Um dos efeitos das características organizacionais de um sistema de
cooperativas de produtores é que a força de trabalho não é mais uma
mercadoria por duas razões principais: (i) porque não são os capitalistas que
empregam trabalhadores, mas os trabalhadores que empregam capital; (ii)
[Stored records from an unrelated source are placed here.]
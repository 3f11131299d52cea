use std::collections::HashMap;
use std::rc::Rc;

use gc::{Finalize, Gc, GcCell, Trace};

use crate::object::{EvaluationError, Value};

#[derive(Trace, Finalize)]
struct EnvironmentCore {
    store: HashMap<Rc<str>, Value>,
    outer: Option<Environment>,
}

/// A scope frame. Cloning shares the frame; closures and nested call frames
/// keep their parents alive through `outer`. Frames are garbage collected,
/// so a frame that holds a closure capturing itself is still reclaimed.
#[derive(Clone, Trace, Finalize)]
pub struct Environment {
    environment: Gc<GcCell<EnvironmentCore>>,
}

impl Environment {
    pub fn new() -> Self {
        Environment {
            environment: Gc::new(GcCell::new(EnvironmentCore {
                store: HashMap::new(),
                outer: None,
            })),
        }
    }

    pub fn new_enclosed(outer: &Environment) -> Environment {
        Environment {
            environment: Gc::new(GcCell::new(EnvironmentCore {
                store: HashMap::new(),
                outer: Some(outer.clone()),
            })),
        }
    }

    pub fn is_root(&self) -> bool {
        self.environment.borrow().outer.is_none()
    }

    /// Whether both handles refer to the same frame.
    pub fn ptr_eq(&self, other: &Environment) -> bool {
        Gc::ptr_eq(&self.environment, &other.environment)
    }

    /// The innermost frame, starting at this one, that binds `name`.
    fn lookup(&self, name: &str) -> Option<Environment> {
        let mut scope = Some(self.clone());
        while let Some(env) = scope {
            let core = env.environment.borrow();
            if core.store.contains_key(name) {
                drop(core);
                return Some(env);
            }
            scope = core.outer.clone();
        }
        None
    }

    pub fn get(&self, name: &str) -> Option<Value> {
        self.lookup(name)
            .and_then(|env| env.environment.borrow().store.get(name).cloned())
    }

    /// Binds `name` in this frame, shadowing any outer binding.
    pub fn define(&self, name: Rc<str>, value: Value) {
        self.environment.borrow_mut().store.insert(name, value);
    }

    /// Rebinds `name` in the nearest frame that already binds it. An unbound
    /// name is defined here only when this is the root frame.
    pub fn set(&self, name: Rc<str>, value: Value) -> Result<Value, EvaluationError> {
        match self.lookup(&name) {
            Some(scope) => scope.define(name, value.clone()),
            None if self.is_root() => self.define(name, value.clone()),
            None => return Err(EvaluationError::UndefinedVariable(name)),
        }
        Ok(value)
    }

    pub fn names(&self) -> Vec<Rc<str>> {
        let mut names = self
            .environment
            .borrow()
            .store
            .keys()
            .cloned()
            .collect::<Vec<_>>();
        names.sort();
        names
    }
}

impl Default for Environment {
    fn default() -> Self {
        Self::new()
    }
}

impl std::fmt::Debug for Environment {
    fn fmt(&self, f: &mut std::fmt::Formatter<'_>) -> std::fmt::Result {
        f.debug_struct("Environment")
            .field("names", &self.names())
            .field("is_root", &self.is_root())
            .finish()
    }
}
use std::fmt::Display;
use std::rc::Rc;

use gc::{Finalize, Gc, Trace};
use koshur_core::ast::{BinaryOperator, Lambda};
use thiserror::Error;

use crate::environment::Environment;
use crate::evaluator::Evaluator;

#[derive(Debug, Clone, Trace, Finalize)]
pub enum Value {
    Number(f64),
    String(Rc<str>),
    Boolean(bool),
    Closure(Gc<Closure>),
    Native(#[unsafe_ignore_trace] Rc<NativeFunction>),
}

impl Value {
    pub const FALSE: Value = Value::Boolean(false);

    pub fn string(value: &str) -> Value {
        Value::String(value.into())
    }

    pub fn native(
        name: &str,
        func: impl Fn(&mut Evaluator, Vec<Value>) -> Result<Value, EvaluationError> + 'static,
    ) -> Value {
        Value::Native(Rc::new(NativeFunction {
            name: name.into(),
            func: Box::new(func),
        }))
    }

    /// Only the boolean `apuz` is falsy; `0` and `""` are not.
    pub fn is_false(&self) -> bool {
        matches!(self, Value::Boolean(false))
    }

    pub fn is_callable(&self) -> bool {
        matches!(self, Value::Closure(_) | Value::Native(_))
    }
}

/// Strict equality: no coercion between kinds, functions compare by identity.
impl PartialEq for Value {
    fn eq(&self, other: &Self) -> bool {
        match (self, other) {
            (Value::Number(left), Value::Number(right)) => left == right,
            (Value::String(left), Value::String(right)) => left == right,
            (Value::Boolean(left), Value::Boolean(right)) => left == right,
            (Value::Closure(left), Value::Closure(right)) => Gc::ptr_eq(left, right),
            (Value::Native(left), Value::Native(right)) => Rc::ptr_eq(left, right),
            _ => false,
        }
    }
}

impl Display for Value {
    fn fmt(&self, f: &mut std::fmt::Formatter<'_>) -> std::fmt::Result {
        match self {
            Value::Number(value) => write!(f, "{}", format_number(*value)),
            Value::String(value) => write!(f, "{}", value),
            Value::Boolean(true) => write!(f, "poz"),
            Value::Boolean(false) => write!(f, "apuz"),
            Value::Closure(closure) => write!(f, "banav({})", closure.lambda.params.join(", ")),
            Value::Native(native) => write!(f, "[native {}]", native.name),
        }
    }
}

/// `Infinity` and `NaN` are spelled out; magnitudes outside `[1e-6, 1e21)`
/// use exponent notation with an explicit sign, as in `1e+21`.
pub fn format_number(value: f64) -> String {
    if value.is_nan() {
        return "NaN".to_owned();
    }
    if value.is_infinite() {
        return if value > 0.0 { "Infinity" } else { "-Infinity" }.to_owned();
    }
    if value == 0.0 {
        return "0".to_owned();
    }

    let magnitude = value.abs();
    if !(1e-6..1e21).contains(&magnitude) {
        let formatted = format!("{:e}", value);
        return match formatted.split_once('e') {
            Some((mantissa, exponent)) if !exponent.starts_with('-') => {
                format!("{}e+{}", mantissa, exponent)
            }
            _ => formatted,
        };
    }

    format!("{}", value)
}

/// A lambda together with the environment it was evaluated in.
#[derive(Trace, Finalize)]
pub struct Closure {
    #[unsafe_ignore_trace]
    pub lambda: Rc<Lambda>,
    pub env: Environment,
}

impl std::fmt::Debug for Closure {
    fn fmt(&self, f: &mut std::fmt::Formatter<'_>) -> std::fmt::Result {
        f.debug_struct("Closure")
            .field("params", &self.lambda.params)
            .field("ptr", &(self as *const Closure as usize))
            .finish()
    }
}

pub type NativeFn = dyn Fn(&mut Evaluator, Vec<Value>) -> Result<Value, EvaluationError>;

/// A host function bound in an environment like any other value. Natives
/// are not traced, so they must not capture Koshur values.
pub struct NativeFunction {
    pub name: Rc<str>,
    pub func: Box<NativeFn>,
}

impl std::fmt::Debug for NativeFunction {
    fn fmt(&self, f: &mut std::fmt::Formatter<'_>) -> std::fmt::Result {
        f.debug_struct("NativeFunction")
            .field("name", &self.name)
            .finish()
    }
}

#[derive(Debug, PartialEq, Clone, Error)]
pub enum EvaluationError {
    #[error("Undefined variable {0}")]
    UndefinedVariable(Rc<str>),
    #[error("Cannot assign to {0}")]
    InvalidAssignmentTarget(String),
    #[error("Expected number but got {value} as operand of {operator}")]
    TypeMismatch {
        operator: BinaryOperator,
        value: Value,
    },
    #[error("Division by zero")]
    DivisionByZero,
    #[error("{0} is not a function")]
    NotCallable(Value),
    #[error("Maximum call depth of {0} exceeded")]
    CallDepthExceeded(usize),
    #[error("Could not write output: {0}")]
    Output(Rc<str>),
}

#[cfg(test)]
mod tests {
    use super::*;

    #[test]
    fn test_number_display() {
        let tests = vec![
            (3.0, "3"),
            (3.5, "3.5"),
            (-0.25, "-0.25"),
            (-0.0, "0"),
            (123456789.0, "123456789"),
            (1e20, "100000000000000000000"),
            (1e21, "1e+21"),
            (-2.5e22, "-2.5e+22"),
            (0.000001, "0.000001"),
            (1.5e-7, "1.5e-7"),
            (f64::INFINITY, "Infinity"),
            (f64::NEG_INFINITY, "-Infinity"),
            (f64::NAN, "NaN"),
        ];

        for (value, expected) in tests {
            assert_eq!(Value::Number(value).to_string(), expected, "value: {:?}", value);
        }
    }

    #[test]
    fn test_equality_is_strict() {
        let native = Value::native("n", |_, _| Ok(Value::FALSE));
        let tests = vec![
            (Value::Number(1.0), Value::Number(1.0), true),
            (Value::Number(1.0), Value::string("1"), false),
            (Value::string(""), Value::FALSE, false),
            (Value::Number(0.0), Value::FALSE, false),
            (native.clone(), native.clone(), true),
            (native, Value::native("n", |_, _| Ok(Value::FALSE)), false),
        ];

        for (left, right, equal) in tests {
            assert_eq!(left == right, equal, "{:?} == {:?}", left, right);
        }
    }
}
use std::fmt::Display;

use serde::{Deserialize, Serialize};

/// Location in the source text. `line` is 1-based, `column` is 0-based.
#[derive(Debug, PartialEq, Eq, Clone, Copy, Serialize, Deserialize)]
pub struct Position {
    pub line: usize,
    pub column: usize,
}

impl Position {
    pub fn start() -> Self {
        Position { line: 1, column: 0 }
    }
}

impl Default for Position {
    fn default() -> Self {
        Self::start()
    }
}

impl Display for Position {
    fn fmt(&self, f: &mut std::fmt::Formatter<'_>) -> std::fmt::Result {
        write!(f, "{}:{}", self.line, self.column)
    }
}
mod repl;
mod runner;

use std::path::PathBuf;
use std::process::ExitCode;

use clap::Parser;
use koshur_interpreter::builtins;
use koshur_interpreter::evaluator::{EvalConfig, DEFAULT_MAX_CALL_DEPTH};
use tracing_subscriber::EnvFilter;

use runner::RunOptions;

#[derive(Parser)]
#[command(author, version, about)]
struct Cli {
    /// Print the AST as JSON before evaluating
    #[arg(long)]
    print_ast: bool,
    /// Write the AST as JSON next to the source file (`x.k` -> `x.ast`)
    #[arg(long)]
    write_ast: bool,
    /// Read PATH as a previously written `.ast` file
    #[arg(long)]
    from_ast: bool,
    /// Nested calls allowed before evaluation is aborted
    #[arg(long, default_value_t = DEFAULT_MAX_CALL_DEPTH)]
    max_call_depth: usize,
    /// Program to run; starts the REPL when omitted
    path: Option<PathBuf>,
}

fn init_tracing() {
    if std::env::var_os("RUST_LOG").is_none() {
        return;
    }
    tracing_subscriber::fmt()
        .with_env_filter(EnvFilter::from_default_env())
        .with_writer(std::io::stderr)
        .init();
}

fn main() -> ExitCode {
    init_tracing();
    let cli = Cli::parse();

    let config = EvalConfig {
        max_call_depth: cli.max_call_depth,
    };

    match cli.path {
        None => {
            if let Err(err) = repl::start(config) {
                eprintln!("{}", err);
                return ExitCode::FAILURE;
            }
        }
        Some(path) => {
            let options = RunOptions {
                print_ast: cli.print_ast,
                write_ast: cli.write_ast,
                from_ast: cli.from_ast,
                config,
            };
            if let Err(err) = runner::execute(&path, &options, builtins::stdout()) {
                eprintln!("{}", err);
                return ExitCode::FAILURE;
            }
        }
    }

    ExitCode::SUCCESS
}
porque os trabalhadores com habilidades específicas de produção são
remunerados de maneiras diferentes em firmas individuais (trabalho
concreto, não abstrato). Assim, a teoria do valor-trabalho (que mede tudo em
unidades de força de trabalho abstrato socialmente necessária) não se aplica
a um sistema de firmas do tipo LMF, porque nesse sistema a força de trabalho
não é tratada como uma mercadoria e, portanto, não têm valor: e mesmo
onde o valor da força de trabalho deve ser fixado em seu nível de
remuneração, a renda atribuída a determinadas categorias de trabalhadores
não tenderia a nivelar em pontos de equilíbrio subsequentes em firmas
individuais (Vanek, 1970, caps. 2–6). Em outras palavras, na abordagem de
Marx, é o contrato de emprego (a suposição para a existência de força de
trabalho contratado) que desencadeia a transformação do valor adiantado na
forma de dinheiro em capital (uma quantia adicional de valor), e isso explica
por que a teoria do valor-trabalho não explica como os preços são formados
em um sistema com firmas geridas por trabalhadores.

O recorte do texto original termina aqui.